The problem of implementation

While the goals and targets articulated in the policy documents are valuable, even noble, and relevant to the country’s needs, it could be argued that there are significant implementation problems embedded in each.

These vary from unmotivated projections of FET growth from 400,000 to one million in less than three years, to a tripling of high-quality doctorates in less than 20 years.

Paradoxically this latter projection is less likely than the former to come to pass: doctoral graduate production has been static for the past decade, and the document is silent about how this trend could be changed.

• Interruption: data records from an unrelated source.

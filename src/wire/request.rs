//! Request schema and decoder

use std::collections::HashMap;

use serde_json::{Map, Value};

use crate::error::{Error, Result};

/// One inbound call context, decoded once per process lifetime
///
/// Every field is populated after decoding: a key that is absent from the
/// input document (or carries a value of the wrong type) resolves to the
/// field's zero value, never to a null the handler has to check for.
#[derive(Debug, Clone)]
pub struct Request {
    /// Request payload
    pub body: String,
    /// HTTP method of the originating call
    pub method: String,
    /// URL of the originating call
    pub url: String,
    /// Endpoint the host routed this call to
    pub endpoint_id: String,
    /// Environment variables the host exposes to the handler
    pub env: HashMap<String, String>,
    /// HTTP headers; multi-valued, order within a name preserved
    pub header: HashMap<String, Vec<String>>,
    /// Runtime the host selected for this deployment
    pub runtime: String,
    /// Deployment the handler blob belongs to
    pub deployment_id: String,
    /// Host-assigned request identifier, echoed back on the wire
    pub id: String,
}

impl Request {
    /// Decode a request from the raw bytes of the input stream.
    ///
    /// The bytes must form one well-formed JSON object; anything else is
    /// fatal and the handler is never invoked. Field extraction itself is
    /// permissive: each known key is looked up by name and defaulted when
    /// missing, unknown keys are ignored.
    pub fn decode(raw: &[u8]) -> Result<Self> {
        let document: Value = serde_json::from_slice(raw).map_err(Error::Decode)?;
        let Value::Object(fields) = document else {
            return Err(Error::NotAnObject);
        };

        Ok(Self {
            body: string_field(&fields, "body"),
            method: string_field(&fields, "method"),
            url: string_field(&fields, "url"),
            endpoint_id: string_field(&fields, "endpoint_id"),
            env: env_field(&fields, "env"),
            header: header_field(&fields, "header"),
            runtime: string_field(&fields, "runtime"),
            deployment_id: string_field(&fields, "deployment_id"),
            id: string_field(&fields, "id"),
        })
    }
}

fn string_field(fields: &Map<String, Value>, key: &str) -> String {
    match fields.get(key) {
        Some(Value::String(value)) => value.clone(),
        _ => String::new(),
    }
}

fn env_field(fields: &Map<String, Value>, key: &str) -> HashMap<String, String> {
    let Some(Value::Object(entries)) = fields.get(key) else {
        return HashMap::new();
    };
    entries
        .iter()
        .filter_map(|(name, value)| match value {
            Value::String(value) => Some((name.clone(), value.clone())),
            _ => None,
        })
        .collect()
}

fn header_field(fields: &Map<String, Value>, key: &str) -> HashMap<String, Vec<String>> {
    let Some(Value::Object(entries)) = fields.get(key) else {
        return HashMap::new();
    };
    entries
        .iter()
        .map(|(name, values)| {
            let values = match values {
                Value::Array(items) => items
                    .iter()
                    .filter_map(|item| item.as_str().map(str::to_owned))
                    .collect(),
                _ => Vec::new(),
            };
            (name.clone(), values)
        })
        .collect()
}

#[cfg(test)]
mod tests {
    use super::*;

    #[test]
    fn test_missing_fields_default_to_zero_values() {
        let request = Request::decode(b"{}").unwrap();

        assert_eq!(request.body, "");
        assert_eq!(request.method, "");
        assert_eq!(request.url, "");
        assert_eq!(request.endpoint_id, "");
        assert!(request.env.is_empty());
        assert!(request.header.is_empty());
        assert_eq!(request.runtime, "");
        assert_eq!(request.deployment_id, "");
        assert_eq!(request.id, "");
    }

    #[test]
    fn test_present_fields_pass_through_verbatim() {
        let raw = br#"{
            "body": "hello",
            "method": "POST",
            "url": "/orders",
            "endpoint_id": "ep-1",
            "env": {"MODE": "test"},
            "header": {"X-Trace": ["1", "2"]},
            "runtime": "go",
            "deployment_id": "dep-7",
            "id": "abc123"
        }"#;

        let request = Request::decode(raw).unwrap();

        assert_eq!(request.body, "hello");
        assert_eq!(request.method, "POST");
        assert_eq!(request.url, "/orders");
        assert_eq!(request.endpoint_id, "ep-1");
        assert_eq!(request.env["MODE"], "test");
        assert_eq!(request.header["X-Trace"], vec!["1", "2"]);
        assert_eq!(request.runtime, "go");
        assert_eq!(request.deployment_id, "dep-7");
        assert_eq!(request.id, "abc123");
    }

    #[test]
    fn test_header_value_order_preserved() {
        let request =
            Request::decode(br#"{"header":{"Accept":["text/html","application/json","*/*"]}}"#)
                .unwrap();

        assert_eq!(
            request.header["Accept"],
            vec!["text/html", "application/json", "*/*"]
        );
    }

    #[test]
    fn test_unknown_keys_ignored() {
        let request = Request::decode(br#"{"id":"x","color":"green","retries":3}"#).unwrap();

        assert_eq!(request.id, "x");
        assert_eq!(request.body, "");
    }

    #[test]
    fn test_wrong_typed_field_falls_back_to_default() {
        let request = Request::decode(br#"{"body":42,"env":["not","a","map"],"id":null}"#).unwrap();

        assert_eq!(request.body, "");
        assert!(request.env.is_empty());
        assert_eq!(request.id, "");
    }

    #[test]
    fn test_malformed_syntax_rejected() {
        let result = Request::decode(b"{\"body\": ");
        assert!(matches!(result, Err(Error::Decode(_))));
    }

    #[test]
    fn test_non_object_document_rejected() {
        let result = Request::decode(b"[1, 2, 3]");
        assert!(matches!(result, Err(Error::NotAnObject)));
    }
}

What is undoubtedly positive in these documents is a certain convergence of vision in the projections of an expanding post-school higher education system, with substantial growth at the college level, the importance of preparing students for a knowledge economy and the hope, at least, for an articulated, coordinated and differentiated system.

This is indeed a radical departure from the earlier post-apartheid vision. However, what has remained is an over-inclusive checklist approach to reform planning characteristic of South Africa’s post-apartheid reform thinking.

Unless policy prescriptions begin to push in a reflective and realistic direction, South Africa is doomed to the now depressingly familiar cycle of policy optimism followed by implementation despair.

* Professor Nico Cloete is director of the Centre for Higher Education Transformation (CHET), extraordinary professor of higher education at the University of the Western Cape, visiting professor in the Erasmus Mundus Masters Programme in Higher Education at the University of Oslo, and honorary research fellow at the University of Cape Town. Dr John Butler-Adam is Program Officer: Post-Secondary and Higher Education at the Ford Foundation’s Office for Southern Africa, former chief executive of a consortium of eight higher education institutions in KwaZulu-Natal and former deputy vice-chancellor (academic) at the University of Durban-Westville.

* This article is based on the introduction to Shaping the Future of South Africa’s Youth: Rethinking post-school education and skills training, edited by Helene Perold, Nico Cloete and Joy Papier and recently published by African Minds for CHET, the Ford Foundation, FETI and SALDRU.